(Stored data begins)
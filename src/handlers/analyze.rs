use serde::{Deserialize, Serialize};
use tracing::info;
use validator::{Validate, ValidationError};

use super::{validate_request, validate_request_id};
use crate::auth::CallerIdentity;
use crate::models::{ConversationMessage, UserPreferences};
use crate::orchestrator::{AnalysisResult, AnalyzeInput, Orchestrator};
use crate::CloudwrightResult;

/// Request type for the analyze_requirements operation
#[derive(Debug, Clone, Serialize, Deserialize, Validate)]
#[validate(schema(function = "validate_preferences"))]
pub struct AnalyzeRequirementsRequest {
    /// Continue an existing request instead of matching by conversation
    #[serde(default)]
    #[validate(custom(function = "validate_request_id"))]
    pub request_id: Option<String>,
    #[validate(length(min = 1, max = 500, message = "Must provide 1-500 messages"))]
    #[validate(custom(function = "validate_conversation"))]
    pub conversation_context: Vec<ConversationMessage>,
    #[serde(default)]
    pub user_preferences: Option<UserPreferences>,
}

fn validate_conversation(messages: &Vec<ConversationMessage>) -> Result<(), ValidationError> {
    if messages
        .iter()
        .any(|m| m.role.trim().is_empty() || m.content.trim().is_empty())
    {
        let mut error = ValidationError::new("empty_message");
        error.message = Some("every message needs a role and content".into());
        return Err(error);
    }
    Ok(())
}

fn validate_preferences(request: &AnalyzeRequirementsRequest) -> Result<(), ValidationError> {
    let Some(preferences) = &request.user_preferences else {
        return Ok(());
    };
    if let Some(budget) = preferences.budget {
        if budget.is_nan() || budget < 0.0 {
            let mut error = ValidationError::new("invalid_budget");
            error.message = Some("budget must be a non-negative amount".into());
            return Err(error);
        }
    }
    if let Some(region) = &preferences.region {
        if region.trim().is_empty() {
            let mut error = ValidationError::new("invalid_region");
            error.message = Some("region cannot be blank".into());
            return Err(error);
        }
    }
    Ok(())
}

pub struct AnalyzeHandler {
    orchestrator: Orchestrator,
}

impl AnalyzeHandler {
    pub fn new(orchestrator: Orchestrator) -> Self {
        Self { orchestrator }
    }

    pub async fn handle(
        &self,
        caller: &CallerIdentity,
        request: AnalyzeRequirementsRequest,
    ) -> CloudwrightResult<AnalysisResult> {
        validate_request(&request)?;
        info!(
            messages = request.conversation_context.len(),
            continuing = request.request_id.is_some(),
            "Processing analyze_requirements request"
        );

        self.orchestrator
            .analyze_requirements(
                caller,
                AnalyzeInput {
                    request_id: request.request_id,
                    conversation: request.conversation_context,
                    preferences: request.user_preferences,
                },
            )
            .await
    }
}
(Stored data ends)
(Stored data begins)
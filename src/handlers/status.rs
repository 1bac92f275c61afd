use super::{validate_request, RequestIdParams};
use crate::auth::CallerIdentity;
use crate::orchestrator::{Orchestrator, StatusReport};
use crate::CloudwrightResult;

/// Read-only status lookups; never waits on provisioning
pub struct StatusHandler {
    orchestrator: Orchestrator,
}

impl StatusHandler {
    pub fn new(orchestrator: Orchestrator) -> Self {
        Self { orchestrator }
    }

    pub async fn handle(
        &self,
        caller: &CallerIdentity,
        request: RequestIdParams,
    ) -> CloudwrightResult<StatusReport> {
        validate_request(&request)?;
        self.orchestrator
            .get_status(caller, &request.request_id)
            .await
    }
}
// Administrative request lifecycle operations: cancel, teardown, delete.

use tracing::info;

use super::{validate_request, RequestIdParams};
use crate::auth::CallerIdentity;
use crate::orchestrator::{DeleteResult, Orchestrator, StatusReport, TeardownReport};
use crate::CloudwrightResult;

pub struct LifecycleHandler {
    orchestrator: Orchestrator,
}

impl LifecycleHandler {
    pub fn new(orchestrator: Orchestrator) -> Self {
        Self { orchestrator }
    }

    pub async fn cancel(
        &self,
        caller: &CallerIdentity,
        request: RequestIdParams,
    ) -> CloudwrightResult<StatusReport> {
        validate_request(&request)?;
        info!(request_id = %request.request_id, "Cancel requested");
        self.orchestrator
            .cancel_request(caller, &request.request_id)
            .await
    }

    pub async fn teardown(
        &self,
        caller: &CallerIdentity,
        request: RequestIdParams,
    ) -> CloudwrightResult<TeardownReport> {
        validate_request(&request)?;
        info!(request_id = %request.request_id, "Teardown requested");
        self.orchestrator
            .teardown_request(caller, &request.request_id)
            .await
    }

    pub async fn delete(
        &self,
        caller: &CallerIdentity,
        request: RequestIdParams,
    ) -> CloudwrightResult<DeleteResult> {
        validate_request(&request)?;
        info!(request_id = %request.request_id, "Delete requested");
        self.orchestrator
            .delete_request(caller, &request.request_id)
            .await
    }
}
(Stored data ends)
* [Problem to work on] Counting only lines above that contain the string "AnalyzeInput", report how many there are and write nothing further.

* [Answer box] 2